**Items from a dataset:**
*****
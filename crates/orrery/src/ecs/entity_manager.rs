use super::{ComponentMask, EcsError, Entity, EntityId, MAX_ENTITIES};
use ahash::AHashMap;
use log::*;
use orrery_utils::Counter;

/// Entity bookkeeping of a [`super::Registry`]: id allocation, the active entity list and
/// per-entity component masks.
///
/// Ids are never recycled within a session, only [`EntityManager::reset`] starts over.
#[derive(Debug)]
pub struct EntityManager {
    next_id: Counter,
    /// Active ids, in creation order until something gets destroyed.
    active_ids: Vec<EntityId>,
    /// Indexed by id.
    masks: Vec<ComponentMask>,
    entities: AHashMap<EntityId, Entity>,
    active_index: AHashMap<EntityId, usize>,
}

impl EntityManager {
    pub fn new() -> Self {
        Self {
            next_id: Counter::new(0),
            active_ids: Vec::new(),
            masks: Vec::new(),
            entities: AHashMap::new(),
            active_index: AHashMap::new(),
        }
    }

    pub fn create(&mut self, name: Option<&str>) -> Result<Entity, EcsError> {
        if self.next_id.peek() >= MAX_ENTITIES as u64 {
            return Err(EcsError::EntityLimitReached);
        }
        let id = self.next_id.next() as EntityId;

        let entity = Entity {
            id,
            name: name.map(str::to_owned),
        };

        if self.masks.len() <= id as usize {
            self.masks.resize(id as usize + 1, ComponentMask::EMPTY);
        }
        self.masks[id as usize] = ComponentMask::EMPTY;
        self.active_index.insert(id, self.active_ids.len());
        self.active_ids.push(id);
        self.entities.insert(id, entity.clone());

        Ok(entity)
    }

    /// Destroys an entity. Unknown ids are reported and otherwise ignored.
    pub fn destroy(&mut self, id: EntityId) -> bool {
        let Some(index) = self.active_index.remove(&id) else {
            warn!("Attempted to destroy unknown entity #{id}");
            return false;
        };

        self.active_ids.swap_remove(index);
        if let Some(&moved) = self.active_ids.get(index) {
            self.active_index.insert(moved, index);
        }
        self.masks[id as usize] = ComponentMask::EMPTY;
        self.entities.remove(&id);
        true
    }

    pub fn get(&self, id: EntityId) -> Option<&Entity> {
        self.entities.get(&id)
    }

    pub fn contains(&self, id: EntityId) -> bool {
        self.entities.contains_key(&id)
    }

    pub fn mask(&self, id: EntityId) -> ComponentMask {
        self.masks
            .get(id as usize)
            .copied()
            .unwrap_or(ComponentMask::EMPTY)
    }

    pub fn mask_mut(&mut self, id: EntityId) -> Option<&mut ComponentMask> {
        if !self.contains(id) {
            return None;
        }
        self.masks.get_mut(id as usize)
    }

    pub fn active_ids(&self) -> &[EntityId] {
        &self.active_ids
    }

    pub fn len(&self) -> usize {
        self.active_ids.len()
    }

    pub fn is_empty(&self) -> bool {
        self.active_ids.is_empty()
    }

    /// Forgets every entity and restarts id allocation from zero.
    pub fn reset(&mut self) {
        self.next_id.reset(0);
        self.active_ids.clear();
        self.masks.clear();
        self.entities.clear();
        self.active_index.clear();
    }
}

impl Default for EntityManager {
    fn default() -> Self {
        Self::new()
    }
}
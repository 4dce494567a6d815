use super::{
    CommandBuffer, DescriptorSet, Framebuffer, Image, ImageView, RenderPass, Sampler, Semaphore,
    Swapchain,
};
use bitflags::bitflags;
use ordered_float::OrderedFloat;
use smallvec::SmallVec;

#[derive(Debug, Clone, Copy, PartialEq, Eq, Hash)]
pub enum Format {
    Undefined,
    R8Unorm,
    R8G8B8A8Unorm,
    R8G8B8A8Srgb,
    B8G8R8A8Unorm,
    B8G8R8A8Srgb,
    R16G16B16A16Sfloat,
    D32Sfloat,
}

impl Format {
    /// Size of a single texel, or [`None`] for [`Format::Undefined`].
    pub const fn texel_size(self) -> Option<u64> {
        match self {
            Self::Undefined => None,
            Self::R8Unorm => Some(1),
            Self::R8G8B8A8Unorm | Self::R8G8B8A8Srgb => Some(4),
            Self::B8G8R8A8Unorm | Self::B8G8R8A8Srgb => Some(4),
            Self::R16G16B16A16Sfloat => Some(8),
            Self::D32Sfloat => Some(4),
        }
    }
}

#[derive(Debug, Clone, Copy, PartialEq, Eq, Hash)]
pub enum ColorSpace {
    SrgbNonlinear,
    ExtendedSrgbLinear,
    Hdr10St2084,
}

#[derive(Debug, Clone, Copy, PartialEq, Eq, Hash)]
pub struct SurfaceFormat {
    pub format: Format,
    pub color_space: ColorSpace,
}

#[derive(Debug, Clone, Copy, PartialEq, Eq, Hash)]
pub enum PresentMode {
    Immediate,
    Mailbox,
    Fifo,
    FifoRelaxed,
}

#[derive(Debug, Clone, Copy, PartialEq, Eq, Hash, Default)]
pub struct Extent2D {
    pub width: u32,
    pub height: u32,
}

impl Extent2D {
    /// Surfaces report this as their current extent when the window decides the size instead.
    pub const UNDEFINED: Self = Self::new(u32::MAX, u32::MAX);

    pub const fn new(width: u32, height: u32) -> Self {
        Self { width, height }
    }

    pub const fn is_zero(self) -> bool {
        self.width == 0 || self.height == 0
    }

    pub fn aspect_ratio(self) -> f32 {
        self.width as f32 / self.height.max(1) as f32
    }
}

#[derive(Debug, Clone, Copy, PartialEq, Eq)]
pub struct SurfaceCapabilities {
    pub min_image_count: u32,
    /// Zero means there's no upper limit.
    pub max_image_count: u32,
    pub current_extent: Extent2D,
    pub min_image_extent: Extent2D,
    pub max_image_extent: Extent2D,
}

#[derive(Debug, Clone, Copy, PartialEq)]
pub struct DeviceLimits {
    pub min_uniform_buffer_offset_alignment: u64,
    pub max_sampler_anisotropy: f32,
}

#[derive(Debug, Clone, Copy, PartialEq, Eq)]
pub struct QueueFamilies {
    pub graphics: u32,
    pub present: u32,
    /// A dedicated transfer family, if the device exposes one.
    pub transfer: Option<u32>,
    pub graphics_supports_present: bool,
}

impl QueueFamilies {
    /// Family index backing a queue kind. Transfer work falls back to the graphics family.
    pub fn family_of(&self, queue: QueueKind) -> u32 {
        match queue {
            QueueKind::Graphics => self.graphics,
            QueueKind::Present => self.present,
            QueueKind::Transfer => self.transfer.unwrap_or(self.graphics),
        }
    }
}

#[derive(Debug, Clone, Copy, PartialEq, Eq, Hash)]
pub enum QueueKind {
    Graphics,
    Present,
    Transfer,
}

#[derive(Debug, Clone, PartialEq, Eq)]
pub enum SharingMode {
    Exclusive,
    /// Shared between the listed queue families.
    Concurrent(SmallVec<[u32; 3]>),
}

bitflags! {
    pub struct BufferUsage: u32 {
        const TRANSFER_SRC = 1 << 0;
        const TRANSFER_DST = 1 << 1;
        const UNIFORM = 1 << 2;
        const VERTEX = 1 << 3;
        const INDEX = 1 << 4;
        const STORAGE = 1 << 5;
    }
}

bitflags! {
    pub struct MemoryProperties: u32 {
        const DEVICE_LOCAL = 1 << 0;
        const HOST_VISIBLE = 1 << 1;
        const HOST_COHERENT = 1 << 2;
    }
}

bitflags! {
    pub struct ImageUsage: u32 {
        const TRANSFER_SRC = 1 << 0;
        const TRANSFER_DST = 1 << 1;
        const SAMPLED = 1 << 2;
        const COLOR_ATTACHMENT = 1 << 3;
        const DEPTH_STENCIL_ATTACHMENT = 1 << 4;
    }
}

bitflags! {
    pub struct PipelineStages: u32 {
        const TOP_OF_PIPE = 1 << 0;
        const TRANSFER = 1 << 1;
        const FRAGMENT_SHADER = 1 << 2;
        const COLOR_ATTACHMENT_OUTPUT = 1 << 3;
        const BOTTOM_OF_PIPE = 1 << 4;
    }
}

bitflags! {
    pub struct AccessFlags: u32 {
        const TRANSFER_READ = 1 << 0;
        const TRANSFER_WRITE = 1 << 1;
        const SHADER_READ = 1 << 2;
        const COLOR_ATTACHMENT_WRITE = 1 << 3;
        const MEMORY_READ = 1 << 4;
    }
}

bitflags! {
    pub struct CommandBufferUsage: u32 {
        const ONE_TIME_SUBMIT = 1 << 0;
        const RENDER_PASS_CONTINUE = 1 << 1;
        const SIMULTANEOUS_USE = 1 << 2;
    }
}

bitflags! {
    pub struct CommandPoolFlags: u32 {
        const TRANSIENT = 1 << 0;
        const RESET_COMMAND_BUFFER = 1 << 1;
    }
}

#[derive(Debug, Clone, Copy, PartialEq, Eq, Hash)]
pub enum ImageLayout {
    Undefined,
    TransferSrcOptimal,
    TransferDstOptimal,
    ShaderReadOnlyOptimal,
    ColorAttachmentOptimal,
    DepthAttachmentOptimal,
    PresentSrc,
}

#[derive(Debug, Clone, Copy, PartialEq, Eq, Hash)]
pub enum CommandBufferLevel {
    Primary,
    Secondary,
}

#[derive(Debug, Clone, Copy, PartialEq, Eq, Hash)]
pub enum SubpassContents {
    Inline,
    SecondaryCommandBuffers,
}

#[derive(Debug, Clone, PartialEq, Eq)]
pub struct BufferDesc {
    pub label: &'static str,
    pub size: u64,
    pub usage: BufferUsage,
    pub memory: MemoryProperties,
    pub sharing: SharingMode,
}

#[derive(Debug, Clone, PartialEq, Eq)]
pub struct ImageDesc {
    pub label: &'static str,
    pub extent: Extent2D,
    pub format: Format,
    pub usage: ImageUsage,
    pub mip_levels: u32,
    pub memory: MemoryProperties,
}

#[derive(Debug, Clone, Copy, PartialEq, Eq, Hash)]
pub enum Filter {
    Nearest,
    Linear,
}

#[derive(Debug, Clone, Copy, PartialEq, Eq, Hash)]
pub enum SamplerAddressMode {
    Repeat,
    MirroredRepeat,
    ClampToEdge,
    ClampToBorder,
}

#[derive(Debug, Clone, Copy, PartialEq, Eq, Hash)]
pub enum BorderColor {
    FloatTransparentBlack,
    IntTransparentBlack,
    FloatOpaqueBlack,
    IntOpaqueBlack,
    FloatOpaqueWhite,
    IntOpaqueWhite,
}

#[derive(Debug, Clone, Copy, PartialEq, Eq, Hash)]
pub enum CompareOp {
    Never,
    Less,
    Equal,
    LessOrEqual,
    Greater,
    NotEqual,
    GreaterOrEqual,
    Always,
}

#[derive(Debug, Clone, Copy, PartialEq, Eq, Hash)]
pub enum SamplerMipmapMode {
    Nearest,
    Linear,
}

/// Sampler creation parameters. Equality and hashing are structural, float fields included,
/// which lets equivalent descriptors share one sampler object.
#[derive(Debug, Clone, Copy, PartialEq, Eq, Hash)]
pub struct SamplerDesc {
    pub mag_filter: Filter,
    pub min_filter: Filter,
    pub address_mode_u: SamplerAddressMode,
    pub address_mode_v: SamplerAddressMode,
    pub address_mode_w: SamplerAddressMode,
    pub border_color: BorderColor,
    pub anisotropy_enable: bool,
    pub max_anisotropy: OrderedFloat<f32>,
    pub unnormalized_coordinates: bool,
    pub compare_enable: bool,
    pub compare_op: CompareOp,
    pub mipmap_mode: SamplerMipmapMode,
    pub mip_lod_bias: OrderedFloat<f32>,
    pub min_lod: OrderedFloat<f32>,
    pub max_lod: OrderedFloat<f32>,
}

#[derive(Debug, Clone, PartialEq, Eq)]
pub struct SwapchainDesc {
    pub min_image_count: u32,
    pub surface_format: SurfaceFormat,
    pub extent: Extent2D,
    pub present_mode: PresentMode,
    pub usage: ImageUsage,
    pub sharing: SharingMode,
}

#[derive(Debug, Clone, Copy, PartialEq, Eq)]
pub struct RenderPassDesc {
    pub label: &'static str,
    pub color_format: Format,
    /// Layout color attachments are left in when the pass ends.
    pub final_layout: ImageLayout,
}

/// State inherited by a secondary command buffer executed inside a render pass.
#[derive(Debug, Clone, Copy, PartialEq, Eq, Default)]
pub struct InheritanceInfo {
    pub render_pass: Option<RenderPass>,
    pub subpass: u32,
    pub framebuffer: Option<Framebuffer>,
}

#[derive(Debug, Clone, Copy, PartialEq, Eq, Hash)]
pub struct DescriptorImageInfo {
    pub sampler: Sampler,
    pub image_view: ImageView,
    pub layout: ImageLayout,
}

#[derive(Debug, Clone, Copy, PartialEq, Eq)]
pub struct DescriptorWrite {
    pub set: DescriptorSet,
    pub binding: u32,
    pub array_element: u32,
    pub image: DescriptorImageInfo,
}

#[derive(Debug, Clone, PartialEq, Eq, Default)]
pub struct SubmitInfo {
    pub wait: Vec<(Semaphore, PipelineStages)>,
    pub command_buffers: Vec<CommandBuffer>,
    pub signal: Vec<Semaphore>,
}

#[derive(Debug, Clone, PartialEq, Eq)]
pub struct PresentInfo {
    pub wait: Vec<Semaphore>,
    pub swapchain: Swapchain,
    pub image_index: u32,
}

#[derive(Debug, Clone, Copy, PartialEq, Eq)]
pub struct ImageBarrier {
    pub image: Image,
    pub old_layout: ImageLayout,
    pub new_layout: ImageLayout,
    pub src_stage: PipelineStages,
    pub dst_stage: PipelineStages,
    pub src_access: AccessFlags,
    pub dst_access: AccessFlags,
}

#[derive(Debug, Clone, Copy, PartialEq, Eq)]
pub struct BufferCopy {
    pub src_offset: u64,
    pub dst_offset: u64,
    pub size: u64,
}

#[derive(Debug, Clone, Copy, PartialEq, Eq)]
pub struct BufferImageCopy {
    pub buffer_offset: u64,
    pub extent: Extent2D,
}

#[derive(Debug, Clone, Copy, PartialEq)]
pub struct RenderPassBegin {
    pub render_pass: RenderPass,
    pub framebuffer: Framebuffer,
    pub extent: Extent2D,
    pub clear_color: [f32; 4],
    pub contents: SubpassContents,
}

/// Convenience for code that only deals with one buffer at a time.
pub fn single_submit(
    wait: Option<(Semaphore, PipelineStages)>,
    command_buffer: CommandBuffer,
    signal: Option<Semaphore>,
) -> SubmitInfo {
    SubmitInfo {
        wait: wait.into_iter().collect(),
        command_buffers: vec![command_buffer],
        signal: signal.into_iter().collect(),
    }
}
*****
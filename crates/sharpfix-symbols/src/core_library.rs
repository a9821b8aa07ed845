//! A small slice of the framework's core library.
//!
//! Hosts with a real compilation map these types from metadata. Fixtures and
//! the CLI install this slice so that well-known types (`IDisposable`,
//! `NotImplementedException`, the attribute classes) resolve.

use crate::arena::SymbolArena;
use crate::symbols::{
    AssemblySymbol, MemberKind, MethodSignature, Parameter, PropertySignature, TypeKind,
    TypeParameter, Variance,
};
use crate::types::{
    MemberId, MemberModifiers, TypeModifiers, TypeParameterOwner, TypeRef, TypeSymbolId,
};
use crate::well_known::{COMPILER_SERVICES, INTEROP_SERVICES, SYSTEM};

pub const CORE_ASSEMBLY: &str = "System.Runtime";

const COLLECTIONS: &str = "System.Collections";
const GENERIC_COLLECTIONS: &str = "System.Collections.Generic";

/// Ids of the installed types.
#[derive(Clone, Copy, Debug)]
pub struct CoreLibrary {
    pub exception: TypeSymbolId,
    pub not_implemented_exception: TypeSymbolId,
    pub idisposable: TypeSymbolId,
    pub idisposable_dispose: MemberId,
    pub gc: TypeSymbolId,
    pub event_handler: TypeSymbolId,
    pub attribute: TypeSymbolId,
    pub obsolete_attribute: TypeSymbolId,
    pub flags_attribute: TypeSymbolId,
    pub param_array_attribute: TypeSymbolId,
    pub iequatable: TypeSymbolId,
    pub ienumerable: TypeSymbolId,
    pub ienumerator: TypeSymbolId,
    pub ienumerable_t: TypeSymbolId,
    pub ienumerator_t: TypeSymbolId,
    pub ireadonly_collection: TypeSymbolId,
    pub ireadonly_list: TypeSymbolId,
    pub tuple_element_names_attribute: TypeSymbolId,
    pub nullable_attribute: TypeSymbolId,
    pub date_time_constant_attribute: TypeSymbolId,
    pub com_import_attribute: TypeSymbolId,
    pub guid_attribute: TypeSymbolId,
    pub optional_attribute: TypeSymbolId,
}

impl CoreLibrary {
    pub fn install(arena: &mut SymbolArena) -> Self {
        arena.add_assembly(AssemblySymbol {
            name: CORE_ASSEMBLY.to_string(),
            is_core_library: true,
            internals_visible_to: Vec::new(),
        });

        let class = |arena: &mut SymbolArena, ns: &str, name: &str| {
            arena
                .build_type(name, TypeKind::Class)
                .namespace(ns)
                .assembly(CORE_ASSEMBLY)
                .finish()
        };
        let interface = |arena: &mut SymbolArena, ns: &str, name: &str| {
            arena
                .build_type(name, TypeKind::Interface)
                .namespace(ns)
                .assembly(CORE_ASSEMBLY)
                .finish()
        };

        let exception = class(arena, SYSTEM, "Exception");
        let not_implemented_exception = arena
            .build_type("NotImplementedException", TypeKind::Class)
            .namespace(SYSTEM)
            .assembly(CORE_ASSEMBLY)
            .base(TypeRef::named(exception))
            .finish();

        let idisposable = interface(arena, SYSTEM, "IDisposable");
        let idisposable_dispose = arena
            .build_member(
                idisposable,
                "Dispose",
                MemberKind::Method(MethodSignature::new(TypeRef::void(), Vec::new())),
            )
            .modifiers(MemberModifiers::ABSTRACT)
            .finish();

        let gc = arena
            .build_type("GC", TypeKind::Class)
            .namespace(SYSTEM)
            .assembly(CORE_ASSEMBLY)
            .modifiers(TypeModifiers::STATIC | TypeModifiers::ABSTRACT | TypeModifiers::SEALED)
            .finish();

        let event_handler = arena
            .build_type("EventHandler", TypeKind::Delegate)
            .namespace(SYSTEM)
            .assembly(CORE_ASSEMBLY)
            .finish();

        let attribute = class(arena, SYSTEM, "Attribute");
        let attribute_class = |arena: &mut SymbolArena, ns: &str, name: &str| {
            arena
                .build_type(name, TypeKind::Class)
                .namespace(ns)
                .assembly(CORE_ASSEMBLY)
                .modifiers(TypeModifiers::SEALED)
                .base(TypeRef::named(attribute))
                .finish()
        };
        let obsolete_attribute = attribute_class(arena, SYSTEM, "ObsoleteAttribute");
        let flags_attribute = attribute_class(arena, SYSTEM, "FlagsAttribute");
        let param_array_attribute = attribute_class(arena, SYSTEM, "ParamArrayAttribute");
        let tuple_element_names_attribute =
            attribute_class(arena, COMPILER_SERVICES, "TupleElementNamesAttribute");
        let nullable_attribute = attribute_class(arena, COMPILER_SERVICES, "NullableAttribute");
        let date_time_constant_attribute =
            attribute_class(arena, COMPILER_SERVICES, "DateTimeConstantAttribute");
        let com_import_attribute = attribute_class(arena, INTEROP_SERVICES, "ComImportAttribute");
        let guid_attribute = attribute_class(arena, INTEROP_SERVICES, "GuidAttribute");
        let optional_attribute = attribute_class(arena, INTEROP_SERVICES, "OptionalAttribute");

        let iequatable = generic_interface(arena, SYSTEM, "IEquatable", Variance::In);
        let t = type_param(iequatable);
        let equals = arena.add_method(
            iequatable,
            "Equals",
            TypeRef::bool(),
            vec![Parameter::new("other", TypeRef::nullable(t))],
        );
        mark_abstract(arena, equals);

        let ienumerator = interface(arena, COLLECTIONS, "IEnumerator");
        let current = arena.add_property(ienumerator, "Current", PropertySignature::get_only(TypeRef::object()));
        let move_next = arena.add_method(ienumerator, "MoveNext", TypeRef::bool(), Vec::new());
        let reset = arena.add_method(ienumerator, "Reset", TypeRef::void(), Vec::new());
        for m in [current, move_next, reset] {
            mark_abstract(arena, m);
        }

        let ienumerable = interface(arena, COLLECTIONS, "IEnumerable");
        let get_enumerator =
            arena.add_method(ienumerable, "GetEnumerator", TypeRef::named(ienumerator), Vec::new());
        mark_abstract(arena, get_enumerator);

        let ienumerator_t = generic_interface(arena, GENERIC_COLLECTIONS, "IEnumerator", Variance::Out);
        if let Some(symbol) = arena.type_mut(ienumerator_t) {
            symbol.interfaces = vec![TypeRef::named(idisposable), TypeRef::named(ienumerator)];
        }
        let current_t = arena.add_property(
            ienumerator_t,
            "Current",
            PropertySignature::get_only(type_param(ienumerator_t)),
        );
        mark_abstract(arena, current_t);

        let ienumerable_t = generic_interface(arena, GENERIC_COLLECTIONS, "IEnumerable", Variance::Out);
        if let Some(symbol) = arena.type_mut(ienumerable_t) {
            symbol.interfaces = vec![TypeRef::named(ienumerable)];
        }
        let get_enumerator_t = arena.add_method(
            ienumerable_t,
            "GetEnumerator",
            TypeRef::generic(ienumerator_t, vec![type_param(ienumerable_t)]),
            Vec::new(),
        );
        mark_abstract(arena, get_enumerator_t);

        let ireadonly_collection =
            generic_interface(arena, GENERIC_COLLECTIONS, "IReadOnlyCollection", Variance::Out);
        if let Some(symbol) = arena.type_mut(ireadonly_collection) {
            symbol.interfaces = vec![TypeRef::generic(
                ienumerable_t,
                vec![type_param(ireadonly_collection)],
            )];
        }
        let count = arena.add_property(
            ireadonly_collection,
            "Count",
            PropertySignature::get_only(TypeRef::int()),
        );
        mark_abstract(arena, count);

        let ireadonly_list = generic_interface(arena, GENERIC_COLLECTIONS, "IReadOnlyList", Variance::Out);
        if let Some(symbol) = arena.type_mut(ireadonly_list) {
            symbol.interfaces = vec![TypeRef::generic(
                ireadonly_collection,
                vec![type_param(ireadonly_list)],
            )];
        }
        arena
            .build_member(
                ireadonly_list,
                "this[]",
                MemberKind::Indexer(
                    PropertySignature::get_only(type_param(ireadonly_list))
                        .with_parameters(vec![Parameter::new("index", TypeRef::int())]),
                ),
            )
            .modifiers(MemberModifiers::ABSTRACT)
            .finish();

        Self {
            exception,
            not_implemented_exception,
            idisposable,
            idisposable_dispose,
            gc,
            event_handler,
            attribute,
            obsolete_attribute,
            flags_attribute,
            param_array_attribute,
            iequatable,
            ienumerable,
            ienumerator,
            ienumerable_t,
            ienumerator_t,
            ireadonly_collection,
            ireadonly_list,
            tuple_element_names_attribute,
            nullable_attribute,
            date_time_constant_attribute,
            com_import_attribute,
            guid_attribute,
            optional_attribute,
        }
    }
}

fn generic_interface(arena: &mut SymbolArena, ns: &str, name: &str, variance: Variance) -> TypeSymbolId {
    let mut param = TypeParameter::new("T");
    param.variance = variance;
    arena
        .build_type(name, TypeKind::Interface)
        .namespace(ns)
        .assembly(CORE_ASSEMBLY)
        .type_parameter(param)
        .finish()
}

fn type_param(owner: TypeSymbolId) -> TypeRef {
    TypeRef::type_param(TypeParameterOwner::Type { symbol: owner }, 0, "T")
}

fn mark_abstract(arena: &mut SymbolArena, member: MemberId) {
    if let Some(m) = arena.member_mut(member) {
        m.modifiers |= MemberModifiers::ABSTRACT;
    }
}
*****
**DIRECTIONS:**
Using the records above, copy word for word the line with "self.active_index.insert(id, self.active_ids.len());", the line with "pub fn contains(&self, id: EntityId)", and every line between them.

**EXERCISE OUTPUT:**
        self.active_index.insert(id, self.active_ids.len());
        self.active_ids.push(id);
        self.entities.insert(id, entity.clone());

        Ok(entity)
    }

    /// Destroys an entity. Unknown ids are reported and otherwise ignored.
    pub fn destroy(&mut self, id: EntityId) -> bool {
        let Some(index) = self.active_index.remove(&id) else {
            warn!("Attempted to destroy unknown entity #{id}");
            return false;
        };

        self.active_ids.swap_remove(index);
        if let Some(&moved) = self.active_ids.get(index) {
            self.active_index.insert(moved, index);
        }
        self.masks[id as usize] = ComponentMask::EMPTY;
        self.entities.remove(&id);
        true
    }

    pub fn get(&self, id: EntityId) -> Option<&Entity> {
        self.entities.get(&id)
    }

    pub fn contains(&self, id: EntityId) -> bool {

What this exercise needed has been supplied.